Stored data:
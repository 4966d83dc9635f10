//! Packet payload reader
//!
//! Byte- and bit-granular decoding over a single packet payload. Bit fields
//! are consumed least-significant-bit first within each byte and may span
//! byte boundaries. Any byte-aligned read discards whatever is left of a
//! partially consumed byte first.

use thiserror::Error;

/// Reader errors. Any of these aborts decoding of the current packet.
#[derive(Error, Debug, Clone, PartialEq, Eq)]
pub enum ReadError {
    #[error("Unexpected end of payload: needed {needed} bytes, {remaining} remaining")]
    UnexpectedEnd { needed: usize, remaining: usize },

    #[error("Wide string is not valid UTF-16")]
    InvalidUtf16,

    #[error("Invalid bit count: {0} (expected 1..=64)")]
    InvalidBitCount(u32),
}

pub type ReadResult<T> = Result<T, ReadError>;

/// Cursor over a packet payload
#[derive(Debug, Clone)]
pub struct PacketReader<'a> {
    data: &'a [u8],
    /// Next unread byte
    position: usize,
    /// Bits already taken from `current`; 0 means byte-aligned
    bit_position: u32,
    current: u8,
}

impl<'a> PacketReader<'a> {
    pub fn new(data: &'a [u8]) -> Self {
        Self {
            data,
            position: 0,
            bit_position: 0,
            current: 0,
        }
    }

    /// Byte offset of the next byte-aligned read
    pub fn position(&self) -> usize {
        self.position
    }

    /// Whole bytes not yet touched by any read
    pub fn remaining(&self) -> usize {
        self.data.len() - self.position
    }

    /// Drop the rest of a partially consumed byte
    pub fn align(&mut self) {
        self.bit_position = 0;
    }

    fn take(&mut self, count: usize) -> ReadResult<&'a [u8]> {
        self.align();

        if self.remaining() < count {
            return Err(ReadError::UnexpectedEnd {
                needed: count,
                remaining: self.remaining(),
            });
        }

        let slice = &self.data[self.position..self.position + count];
        self.position += count;
        Ok(slice)
    }

    fn take_array<const N: usize>(&mut self) -> ReadResult<[u8; N]> {
        let mut array = [0u8; N];
        array.copy_from_slice(self.take(N)?);
        Ok(array)
    }

    pub fn read_u8(&mut self) -> ReadResult<u8> {
        Ok(self.take(1)?[0])
    }

    pub fn read_u16(&mut self) -> ReadResult<u16> {
        self.take_array().map(u16::from_le_bytes)
    }

    pub fn read_u32(&mut self) -> ReadResult<u32> {
        self.take_array().map(u32::from_le_bytes)
    }

    pub fn read_u64(&mut self) -> ReadResult<u64> {
        self.take_array().map(u64::from_le_bytes)
    }

    pub fn read_f32(&mut self) -> ReadResult<f32> {
        self.take_array().map(f32::from_le_bytes)
    }

    /// Raw span of exactly `count` bytes
    pub fn read_bytes(&mut self, count: usize) -> ReadResult<&'a [u8]> {
        self.take(count)
    }

    /// Bytes up to (not including) the next NUL. The terminator is consumed.
    /// Running off the end before a NUL is an `UnexpectedEnd`.
    pub fn read_cstring(&mut self) -> ReadResult<&'a [u8]> {
        self.align();

        let rest = &self.data[self.position..];
        let end = rest
            .iter()
            .position(|&b| b == 0)
            .ok_or(ReadError::UnexpectedEnd {
                needed: rest.len() + 1,
                remaining: rest.len(),
            })?;

        self.position += end + 1;
        Ok(&rest[..end])
    }

    /// A u32 count of UTF-16 code units followed by the units, little-endian
    pub fn read_wide_string(&mut self) -> ReadResult<String> {
        let units = self.read_u32()? as usize;
        let byte_len = units.checked_mul(2).ok_or(ReadError::UnexpectedEnd {
            needed: usize::MAX,
            remaining: self.remaining(),
        })?;

        let bytes = self.take(byte_len)?;
        let code_units: Vec<u16> = bytes
            .chunks_exact(2)
            .map(|pair| u16::from_le_bytes([pair[0], pair[1]]))
            .collect();

        String::from_utf16(&code_units).map_err(|_| ReadError::InvalidUtf16)
    }

    /// Next `count` bits as an unsigned integer, LSB first
    pub fn read_bits(&mut self, count: u32) -> ReadResult<u64> {
        if !(1..=64).contains(&count) {
            return Err(ReadError::InvalidBitCount(count));
        }

        let mut value = 0u64;
        let mut filled = 0u32;

        while filled < count {
            if self.bit_position == 0 {
                if self.position >= self.data.len() {
                    return Err(ReadError::UnexpectedEnd {
                        needed: 1,
                        remaining: 0,
                    });
                }
                self.current = self.data[self.position];
                self.position += 1;
            }

            let available = 8 - self.bit_position;
            let taken = available.min(count - filled);
            let mask = (1u16 << taken) - 1;
            let bits = (u16::from(self.current) >> self.bit_position) & mask;

            value |= u64::from(bits) << filled;
            filled += taken;
            self.bit_position = (self.bit_position + taken) % 8;
        }

        Ok(value)
    }

    pub fn read_bit(&mut self) -> ReadResult<bool> {
        Ok(self.read_bits(1)? == 1)
    }
}

#[cfg(test)]
mod tests {
    use super::*;

    #[test]
    fn test_little_endian_integers() {
        let data = [
            0xAB, // u8
            0x34, 0x12, // u16
            0x78, 0x56, 0x34, 0x12, // u32
            0x08, 0x07, 0x06, 0x05, 0x04, 0x03, 0x02, 0x01, // u64
        ];
        let mut reader = PacketReader::new(&data);

        assert_eq!(reader.read_u8().unwrap(), 0xAB);
        assert_eq!(reader.read_u16().unwrap(), 0x1234);
        assert_eq!(reader.read_u32().unwrap(), 0x1234_5678);
        assert_eq!(reader.read_u64().unwrap(), 0x0102_0304_0506_0708);
        assert_eq!(reader.remaining(), 0);
    }

    #[test]
    fn test_unexpected_end() {
        let mut reader = PacketReader::new(&[1, 2, 3]);
        assert_eq!(
            reader.read_u32(),
            Err(ReadError::UnexpectedEnd { needed: 4, remaining: 3 })
        );

        let mut reader = PacketReader::new(&[]);
        assert!(reader.read_u8().is_err());
        assert!(reader.read_bits(1).is_err());
        assert_eq!(reader.read_bytes(0).unwrap(), &[] as &[u8]);
    }

    #[test]
    fn test_bits_lsb_first() {
        let mut reader = PacketReader::new(&[0xD6]);
        assert_eq!(reader.read_bits(5).unwrap(), 22);
        assert_eq!(reader.read_bits(3).unwrap(), 6);
        assert!(reader.read_bits(1).is_err());
    }

    #[test]
    fn test_bits_span_bytes() {
        // 12 bits 0xABC then 4 bits 0x5
        let mut reader = PacketReader::new(&[0xBC, 0x5A]);
        assert_eq!(reader.read_bits(12).unwrap(), 0xABC);
        assert_eq!(reader.read_bits(4).unwrap(), 0x5);
    }

    #[test]
    fn test_full_width_bits() {
        let data = u64::MAX.to_le_bytes();
        let mut reader = PacketReader::new(&data);
        assert_eq!(reader.read_bits(64).unwrap(), u64::MAX);
    }

    #[test]
    fn test_invalid_bit_count() {
        let mut reader = PacketReader::new(&[0xFF; 16]);
        assert_eq!(reader.read_bits(0), Err(ReadError::InvalidBitCount(0)));
        assert_eq!(reader.read_bits(65), Err(ReadError::InvalidBitCount(65)));
    }

    #[test]
    fn test_aligned_read_discards_leftover_bits() {
        let mut reader = PacketReader::new(&[0b0000_0101, 0x2A]);
        assert_eq!(reader.read_bits(3).unwrap(), 0b101);
        // The remaining 5 bits of the first byte are dropped
        assert_eq!(reader.read_u8().unwrap(), 0x2A);
    }

    #[test]
    fn test_cstring() {
        let mut reader = PacketReader::new(b"realm\0rest");
        assert_eq!(reader.read_cstring().unwrap(), b"realm");
        assert_eq!(reader.read_bytes(4).unwrap(), b"rest");

        let mut reader = PacketReader::new(b"\0");
        assert_eq!(reader.read_cstring().unwrap(), b"");

        let mut reader = PacketReader::new(b"no terminator");
        assert_eq!(
            reader.read_cstring(),
            Err(ReadError::UnexpectedEnd {
                needed: 14,
                remaining: 13
            })
        );
        assert_eq!(reader.remaining(), 13);
    }

    #[test]
    fn test_wide_string() {
        let mut data = vec![2, 0, 0, 0];
        data.extend_from_slice(&[b'h', 0, b'i', 0]);
        let mut reader = PacketReader::new(&data);
        assert_eq!(reader.read_wide_string().unwrap(), "hi");
    }

    #[test]
    fn test_wide_string_lone_surrogate() {
        let data = [1, 0, 0, 0, 0x00, 0xD8];
        let mut reader = PacketReader::new(&data);
        assert_eq!(reader.read_wide_string(), Err(ReadError::InvalidUtf16));
    }

    #[test]
    fn test_wide_string_truncated() {
        let data = [0xFF, 0xFF, 0xFF, 0xFF, b'a', 0];
        let mut reader = PacketReader::new(&data);
        assert!(matches!(
            reader.read_wide_string(),
            Err(ReadError::UnexpectedEnd { .. })
        ));
    }
}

Task objective »
Please go over the data above and copy each line with "filled" in it.

Answer area »
        let mut filled = 0u32;
        while filled < count {
            let taken = available.min(count - filled);
            value |= u64::from(bits) << filled;
            filled += taken;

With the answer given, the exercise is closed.